Problem to solve
Could you find every line in the entries below that holds the word "order" and copy it?

Data
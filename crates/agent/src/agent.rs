//! The execute-feedback loop shared by every tool-using agent

use async_trait::async_trait;
use serde::Serialize;
use std::fmt;
use std::path::{Path, PathBuf};
use std::str::FromStr;
use std::sync::Arc;
use tracing::{debug, info, warn};

use agentseek_config::Config;
use agentseek_memory::Memory;
use agentseek_provider::{ChatParams, Provider};

use crate::blocks::{extract_blocks, strip_blocks};
use crate::context::ContextBuilder;
use crate::tools::{ToolRegistry, ERROR_MARKER};
use crate::{AgentError, Result};

/// Answer used when the model and the tools both produced nothing to show
const EMPTY_ANSWER: &str = "Task completed.";

#[derive(Debug, Clone, Copy, PartialEq, Eq, Hash, Serialize)]
#[serde(rename_all = "lowercase")]
pub enum AgentRole {
    Casual,
    Coder,
    File,
    Web,
    Finance,
    Trading,
    Planner,
}

impl AgentRole {
    pub const ALL: [AgentRole; 7] = [
        AgentRole::Casual,
        AgentRole::Coder,
        AgentRole::File,
        AgentRole::Web,
        AgentRole::Finance,
        AgentRole::Trading,
        AgentRole::Planner,
    ];

    pub fn as_str(&self) -> &'static str {
        match self {
            AgentRole::Casual => "casual",
            AgentRole::Coder => "coder",
            AgentRole::File => "file",
            AgentRole::Web => "web",
            AgentRole::Finance => "finance",
            AgentRole::Trading => "trading",
            AgentRole::Planner => "planner",
        }
    }

    pub fn type_tag(&self) -> &'static str {
        match self {
            AgentRole::Casual => "casual_agent",
            AgentRole::Coder => "code_agent",
            AgentRole::File => "file_agent",
            AgentRole::Web => "browser_agent",
            AgentRole::Finance => "finance_agent",
            AgentRole::Trading => "trading_agent",
            AgentRole::Planner => "planner_agent",
        }
    }

    /// Words that suggest a query belongs to this role
    pub fn keywords(&self) -> &'static [&'static str] {
        match self {
            AgentRole::Casual => &["hello", "hi", "thanks", "chat", "joke", "how are you"],
            AgentRole::Coder => &[
                "code", "program", "script", "python", "golang", "compile", "function", "bug",
                "debug", "implement",
            ],
            AgentRole::File => &["file", "folder", "directory", "find", "locate", "rename", "move"],
            AgentRole::Web => &["search", "web", "internet", "browse", "news", "flight", "look up"],
            AgentRole::Finance => &["pay", "fine", "payment", "order", "buy", "sell", "account"],
            AgentRole::Trading => &["price", "signal", "trade", "btc", "usdt", "crypto", "binance"],
            AgentRole::Planner => &["plan", "steps", "then", "and then", "project", "organize"],
        }
    }
}

impl fmt::Display for AgentRole {
    fn fmt(&self, f: &mut fmt::Formatter<'_>) -> fmt::Result {
        f.write_str(self.as_str())
    }
}

impl FromStr for AgentRole {
    type Err = String;

    fn from_str(s: &str) -> std::result::Result<Self, Self::Err> {
        let normalized = s.trim().to_ascii_lowercase();
        AgentRole::ALL
            .iter()
            .copied()
            .find(|role| role.as_str() == normalized || role.type_tag() == normalized)
            .or(match normalized.as_str() {
                "code" => Some(AgentRole::Coder),
                "browser" => Some(AgentRole::Web),
                "files" => Some(AgentRole::File),
                _ => None,
            })
            .ok_or_else(|| format!("unknown agent role '{}'", s))
    }
}

/// Per-agent knobs taken from config
#[derive(Debug, Clone)]
pub struct AgentSettings {
    pub model: String,
    pub max_tokens: u32,
    pub temperature: f32,
    pub safety: bool,
    pub max_attempts: u32,
}

impl Default for AgentSettings {
    fn default() -> Self {
        Self {
            model: "gpt-4o-mini".to_string(),
            max_tokens: 4096,
            temperature: 0.7,
            safety: true,
            max_attempts: 5,
        }
    }
}

impl AgentSettings {
    pub fn from_config(config: &Config) -> Self {
        Self {
            model: config.provider.model.clone(),
            max_tokens: config.provider.max_tokens,
            temperature: config.provider.temperature,
            safety: config.agent.safety,
            max_attempts: config.agent.max_attempts.max(1),
        }
    }
}

/// Outcome of running one block
#[derive(Debug, Clone, Serialize)]
pub struct ExecutionResult {
    pub tag: String,
    pub body: String,
    pub output: String,
    pub feedback: String,
    pub failed: bool,
    /// Failed for want of configuration; never retried
    pub not_configured: bool,
}

/// Anything the session controller can hand a query to
#[async_trait]
pub trait Specialist: Send {
    fn name(&self) -> &str;
    fn role(&self) -> AgentRole;

    /// Handle one instruction, returning the answer and optional reasoning
    async fn process(&mut self, prompt: &str) -> Result<(String, Option<String>)>;

    fn last_answer(&self) -> &str;
    fn success(&self) -> bool;
    fn status_message(&self) -> &str;
    fn blocks_result(&self) -> &[ExecutionResult];
    fn memory(&self) -> &Memory;
    fn memory_mut(&mut self) -> &mut Memory;
}

/// A role-bound agent with its own tools and memory
pub struct Agent {
    name: String,
    role: AgentRole,
    provider: Arc<dyn Provider>,
    tools: ToolRegistry,
    memory: Memory,
    settings: AgentSettings,
    work_dir: PathBuf,
    last_answer: String,
    last_reasoning: Option<String>,
    success: bool,
    status_message: String,
    blocks_result: Vec<ExecutionResult>,
}

impl Agent {
    pub fn new(
        name: impl Into<String>,
        role: AgentRole,
        provider: Arc<dyn Provider>,
        tools: ToolRegistry,
        work_dir: impl AsRef<Path>,
        settings: AgentSettings,
    ) -> Self {
        let name = name.into();
        let work_dir = work_dir.as_ref().to_path_buf();
        let prompt = ContextBuilder::new(&work_dir).build_system_prompt(&name, role, &tools);
        let memory = Memory::new(role.type_tag(), prompt);

        Self {
            name,
            role,
            provider,
            tools,
            memory,
            settings,
            work_dir,
            last_answer: String::new(),
            last_reasoning: None,
            success: false,
            status_message: "Ready".to_string(),
            blocks_result: Vec::new(),
        }
    }

    /// Replace the memory, keeping its settings but this agent's system prompt
    pub fn with_memory(mut self, mut memory: Memory) -> Self {
        memory.set_system_prompt(self.memory.system_prompt().to_string());
        self.memory = memory;
        self
    }

    /// Rebuild the system prompt through a customized builder
    pub fn with_context(mut self, context: &ContextBuilder) -> Self {
        let prompt = context.build_system_prompt(&self.name, self.role, &self.tools);
        self.memory.set_system_prompt(prompt);
        self
    }

    pub fn tools(&self) -> &ToolRegistry {
        &self.tools
    }

    pub fn settings(&self) -> &AgentSettings {
        &self.settings
    }

    pub fn work_dir(&self) -> &Path {
        &self.work_dir
    }

    pub fn last_reasoning(&self) -> Option<&str> {
        self.last_reasoning.as_deref()
    }

    /// Ask the provider for the next completion and record it as an
    /// assistant turn
    pub async fn llm_request(&mut self) -> Result<(String, Option<String>)> {
        let params = ChatParams {
            model: self.settings.model.clone(),
            messages: self.memory.get_context(),
            max_tokens: self.settings.max_tokens,
            temperature: self.settings.temperature,
        };
        let response = self.provider.chat(params).await?;
        let content = response.answer().to_string();
        self.memory.push("assistant", content.clone());
        Ok((content, response.reasoning))
    }

    /// Run every registered block in `answer`, in order, pushing each
    /// feedback as a user turn.
    ///
    /// Stops at the first failure. Returns whether all blocks succeeded and
    /// the last feedback pushed.
    pub async fn execute_modules(&mut self, answer: &str) -> (bool, Option<String>) {
        let tags: Vec<String> = self.tools.tags().into_iter().map(String::from).collect();
        let tag_refs: Vec<&str> = tags.iter().map(String::as_str).collect();
        let blocks = extract_blocks(answer, &tag_refs);

        let mut last_feedback = None;
        for block in blocks {
            let Some(tool) = self.tools.get(&block.tag).cloned() else {
                continue;
            };
            self.status_message = format!("Executing {}", block.tag);
            info!("◆ {} executing {} block", self.name, block.tag);

            let output = tool
                .execute(std::slice::from_ref(&block), self.settings.safety)
                .await;
            let failed = tool.execution_failure_check(&output);
            let not_configured = failed && tool.configuration_failure_check(&output);
            let feedback = tool.interpreter_feedback(&output);
            if failed {
                warn!("◆ {} block failed: {}", block.tag, first_line(&output));
            } else {
                debug!("◆ {} block succeeded", block.tag);
            }

            self.memory.push("user", feedback.clone());
            self.blocks_result.push(ExecutionResult {
                tag: block.tag.clone(),
                body: block.body.clone(),
                output,
                feedback: feedback.clone(),
                failed,
                not_configured,
            });
            last_feedback = Some(feedback);

            if failed {
                return (false, last_feedback);
            }
        }
        (true, last_feedback)
    }

    fn fail(&mut self, error: &AgentError) {
        self.success = false;
        self.last_answer = format!("Error: {}", error);
        self.status_message = "Error".to_string();
    }
}

fn first_line(text: &str) -> &str {
    text.lines().next().unwrap_or_default()
}

#[async_trait]
impl Specialist for Agent {
    fn name(&self) -> &str {
        &self.name
    }

    fn role(&self) -> AgentRole {
        self.role
    }

    async fn process(&mut self, prompt: &str) -> Result<(String, Option<String>)> {
        self.blocks_result.clear();
        self.success = false;
        self.status_message = "Thinking...".to_string();
        self.memory.push(
            "user",
            format!("{}\nWorking directory: {}", prompt, self.work_dir.display()),
        );

        let tags: Vec<String> = self.tools.tags().into_iter().map(String::from).collect();
        let tag_refs: Vec<&str> = tags.iter().map(String::as_str).collect();
        let max_attempts = self.settings.max_attempts.max(1);
        let mut last_error = String::new();

        for attempt in 1..=max_attempts {
            debug!("◆ {} attempt {}/{}", self.name, attempt, max_attempts);
            self.status_message = "Thinking...".to_string();

            let (raw, reasoning) = match self.llm_request().await {
                Ok(reply) => reply,
                Err(e) => {
                    self.fail(&e);
                    return Err(e);
                }
            };
            self.last_reasoning = reasoning.clone();

            let (all_ok, last_feedback) = self.execute_modules(&raw).await;
            let answer = strip_blocks(&raw, &tag_refs);

            if all_ok {
                let answer = if answer.is_empty() {
                    last_feedback.unwrap_or_else(|| EMPTY_ANSWER.to_string())
                } else {
                    answer
                };
                self.success = true;
                self.status_message = "Ready".to_string();
                self.last_answer = answer.clone();
                info!("◆ {} done after {} attempt(s)", self.name, attempt);
                return Ok((answer, reasoning));
            }

            if let Some(missing) = self.blocks_result.last().filter(|r| r.not_configured) {
                let error = AgentError::NotConfigured(
                    missing
                        .output
                        .trim_start_matches(ERROR_MARKER)
                        .trim_start_matches(':')
                        .trim()
                        .to_string(),
                );
                self.fail(&error);
                return Err(error);
            }

            last_error = last_feedback.unwrap_or_default();
        }

        let error = AgentError::RetriesExhausted {
            attempts: max_attempts,
            last_error,
        };
        self.fail(&error);
        Err(error)
    }

    fn last_answer(&self) -> &str {
        &self.last_answer
    }

    fn success(&self) -> bool {
        self.success
    }

    fn status_message(&self) -> &str {
        &self.status_message
    }

    fn blocks_result(&self) -> &[ExecutionResult] {
        &self.blocks_result
    }

    fn memory(&self) -> &Memory {
        &self.memory
    }

    fn memory_mut(&mut self) -> &mut Memory {
        &mut self.memory
    }
}

#[cfg(test)]
mod tests {
    use super::*;

    #[test]
    fn test_role_round_trip_names() {
        for role in AgentRole::ALL {
            assert_eq!(role.as_str().parse::<AgentRole>().unwrap(), role);
            assert_eq!(role.type_tag().parse::<AgentRole>().unwrap(), role);
        }
        assert_eq!("Code".parse::<AgentRole>().unwrap(), AgentRole::Coder);
        assert!("pilot".parse::<AgentRole>().is_err());
    }

    #[test]
    fn test_settings_clamp_attempts() {
        let mut config = Config::default();
        config.agent.max_attempts = 0;
        assert_eq!(AgentSettings::from_config(&config).max_attempts, 1);
    }
}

Solution below
            AgentRole::Finance => &["pay", "fine", "payment", "order", "buy", "sell", "account"],
    /// Run every registered block in `answer`, in order, pushing each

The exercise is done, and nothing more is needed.